Les chercheuses de vie vraie – souvent des femmes - permettent de sortir de « l'inévitabilisme » ambiant. Ainsi Hélène Le Teno témoigne qu'il est ardu de concilier la vraie vie avec la vie vraie. Ce n'est pourtant pas faute d'avoir essayé de trouver une voie, exploré des bifurcations, tenté des bascules, testé des alternatives pour (re)devenir compatibles avec le vivant et être cohérente avec ses convictions intimes. En tombant le masque pour s'exprimer dans le micro, elle a parlé à visage découvert, mais surtout à cœur ouvert de « se sentir comme un gland sur un châtaignier ». Elle a osé poser de vraies et grandes questions comme « à quoi sommes-nous attachés, attelés comme un cheval ? ». Elle a affirmé son refus de se complaire dans la « servitude volontaire», de jouer les « idiots utiles » ou d'incarner « l'opposition autorisée ». Elle a revendiqué « d'aller chercher le pouvoir de l'amour ».

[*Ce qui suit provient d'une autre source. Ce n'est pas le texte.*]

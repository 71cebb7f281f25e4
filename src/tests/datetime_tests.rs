// src/tests/datetime_tests.rs

//! Tests for [`crate::data::datetime`].

use crate::data::datetime::{
    datetime_parse_iso,
    datetime_parse_legacy,
    DateTimeL,
    DateTimeLOpt,
    RawTimestamp,
    TimestampResolver,
};
use crate::tests::common::{FO_0, FO_M8, FO_P9, NOW_MIDYEAR, NOW_NEWYEAR};

use ::chrono::TimeZone;
use ::test_case::test_case;

// ━━━━━━━━━━━━━━━━━━━━━━━━━━━━━━━━━━━━━━━━━━━━━━━━━━━━━━━━━━━━━━━━━━━━━━━━━━━━━━━━━━━━━━━━━━━━━━━━━

#[test_case("2023-06-05T08:30:00+09:00"; "offset colon")]
#[test_case("2023-06-05T08:30:00+0900"; "offset no colon")]
#[test_case("2023-06-05T08:30:00Z"; "zulu")]
#[test_case("2023-06-05T08:30:00.123456+09:00"; "fractional seconds")]
fn test_datetime_parse_iso_ok(data: &str) {
    assert!(datetime_parse_iso(data).is_some(), "failed to parse {:?}", data);
}

#[test_case("2023-06-05 08:30:00"; "no T separator")]
#[test_case("2023-06-05T08:30:00"; "no offset")]
#[test_case("Jan  1 00:00:01"; "legacy shape")]
#[test_case(""; "empty")]
fn test_datetime_parse_iso_bad(data: &str) {
    assert!(datetime_parse_iso(data).is_none(), "unexpectedly parsed {:?}", data);
}

#[test]
fn test_datetime_parse_iso_value() {
    let dt: DateTimeL = datetime_parse_iso("2023-06-05T08:30:00+09:00").unwrap();
    let expect: DateTimeL = FO_P9.with_ymd_and_hms(2023, 6, 5, 8, 30, 0).unwrap();
    assert_eq!(dt, expect);
}

#[test_case("Jan  1 00:00:01", 2023, (2023, 1, 1, 0, 0, 1); "january padded day")]
#[test_case("Jun 15 12:00:00", 2023, (2023, 6, 15, 12, 0, 0); "june")]
#[test_case("Dec 31 23:59:59", 2022, (2022, 12, 31, 23, 59, 59); "december")]
fn test_datetime_parse_legacy_ok(
    data: &str,
    year: i32,
    ymdhms: (i32, u32, u32, u32, u32, u32),
) {
    let dt: DateTimeL = datetime_parse_legacy(data, year, &FO_0).unwrap();
    let expect: DateTimeL = FO_0
        .with_ymd_and_hms(ymdhms.0, ymdhms.1, ymdhms.2, ymdhms.3, ymdhms.4, ymdhms.5)
        .unwrap();
    assert_eq!(dt, expect);
}

#[test_case("Foo  1 00:00:01"; "bad month")]
#[test_case("Jan 32 00:00:01"; "bad day")]
#[test_case("Jan  1 25:00:01"; "bad hour")]
fn test_datetime_parse_legacy_bad(data: &str) {
    assert!(datetime_parse_legacy(data, 2023, &FO_0).is_none());
}

// ─────────────────────────────────────────────────────────────────────────
// TimestampResolver
// ─────────────────────────────────────────────────────────────────────────

#[test]
fn test_resolver_infers_current_year() {
    let mut resolver = TimestampResolver::new(*FO_0, *NOW_MIDYEAR);
    assert_eq!(resolver.year(), None);
    let ts = RawTimestamp::Legacy(String::from("Jan  1 00:00:01"));
    let dt: DateTimeL = resolver.resolve(&ts).unwrap();
    assert_eq!(resolver.year(), Some(2023));
    assert_eq!(dt, FO_0.with_ymd_and_hms(2023, 1, 1, 0, 0, 1).unwrap());
}

#[test]
fn test_resolver_infers_prior_year_across_boundary() {
    // a December log read just after New Year must resolve to the prior
    // year, not a future instant
    let mut resolver = TimestampResolver::new(*FO_0, *NOW_NEWYEAR);
    let ts = RawTimestamp::Legacy(String::from("Dec 31 23:59:59"));
    let dt: DateTimeL = resolver.resolve(&ts).unwrap();
    assert_eq!(resolver.year(), Some(2022));
    assert_eq!(dt, FO_0.with_ymd_and_hms(2022, 12, 31, 23, 59, 59).unwrap());
}

#[test]
fn test_resolver_year_fixed_after_first_inference() {
    let mut resolver = TimestampResolver::new(*FO_0, *NOW_NEWYEAR);
    let ts1 = RawTimestamp::Legacy(String::from("Dec 31 23:59:59"));
    resolver.resolve(&ts1).unwrap();
    assert_eq!(resolver.year(), Some(2022));
    // a later timestamp does not recompute the year
    let ts2 = RawTimestamp::Legacy(String::from("Jan  1 00:00:01"));
    let dt: DateTimeL = resolver.resolve(&ts2).unwrap();
    assert_eq!(resolver.year(), Some(2022));
    assert_eq!(dt, FO_0.with_ymd_and_hms(2022, 1, 1, 0, 0, 1).unwrap());
}

#[test]
fn test_resolver_iso_does_not_infer_year() {
    let mut resolver = TimestampResolver::new(*FO_0, *NOW_MIDYEAR);
    let ts = RawTimestamp::Iso(String::from("2019-06-05T08:30:00+09:00"));
    let dt: DateTimeLOpt = resolver.resolve(&ts);
    assert!(dt.is_some());
    assert_eq!(resolver.year(), None);
}

#[test]
fn test_resolver_legacy_uses_tz_offset() {
    let mut resolver = TimestampResolver::new(*FO_P9, *NOW_MIDYEAR);
    let ts = RawTimestamp::Legacy(String::from("Jun 15 12:00:00"));
    let dt: DateTimeL = resolver.resolve(&ts).unwrap();
    assert_eq!(dt, FO_P9.with_ymd_and_hms(2023, 6, 15, 12, 0, 0).unwrap());
}

#[test]
fn test_resolver_inference_compares_across_offsets() {
    // 2023-01-01T20:00:00-08:00 is 2023-01-02T04:00:00+00:00, four hours
    // past "now"; the offset must take part in the future comparison
    let mut resolver = TimestampResolver::new(*FO_M8, *NOW_NEWYEAR);
    let ts = RawTimestamp::Legacy(String::from("Jan  1 20:00:00"));
    resolver.resolve(&ts).unwrap();
    assert_eq!(resolver.year(), Some(2022));
}

#[test]
fn test_resolver_counts_unresolved() {
    let mut resolver = TimestampResolver::new(*FO_0, *NOW_MIDYEAR);
    let ts = RawTimestamp::Legacy(String::from("Jan 32 00:00:01"));
    assert!(resolver.resolve(&ts).is_none());
    assert_eq!(resolver.count_unresolved, 1);
}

Modestement, à travers sa petite histoire dans la grande, Hélène comme bien d’autre témoins ont pris la parole en se risquant à parler en « je » pour aborder l'universel. Dans son sillage, Geneviève Ferone-Creuzet, propose de « réhabiliter l'intelligence du cœur pour réinventer la notion de progrès ». Cette « transformation passe par la connaissance mais aussi par le sensoriel et l'expérimentation ».


Cette intelligence du cœur quelle est-elle ? Est-elle une forme hybride d'intelligence dans laquelle le rationnel et le relationnel, le réfléchi et le ressenti se combineraient plutôt que de s'opposer ou de s'ignorer. Peut-être un métissage entre intuition sensible et intelligence froide que l'on pourrait baptiser intuitelligence (1) pour explorer comment sortir du dualisme du «  ou bien... ou bien... »  et entrer résolument dans le « et... et … » comme nous y exhorte Hélène Trocmé-Fabre (2).

 

Selon Daniel Todd Gilbert, professeur de psychologie à Harvard, « la science sera bientôt capable de nous dire comment vivre les vies que nous souhaitons, mais elle ne nous dira jamais quelles sortes de vie nous devons souhaiter vivre. C'est à nous de le décider ». Et si … nous décidions de mettre encore plus de cœur à l'ouvrage pour donner une chance à la vie vraie.

 

Olivier Turquin, écosociologue.

 

 

(1) O. Turquin, Mopérateurs et oxymots : ébauche d'un glossaire pour dé-penser le « monde d'avant » et re-penser le « monde d'après », in La pensée écologique, 2020. (www.lapenseeecologique.com)

 

(2) H. Trocmé-Fabre, Le langage du vivant, une voix, une voie en sommeil ?, HD Précursions, 2013.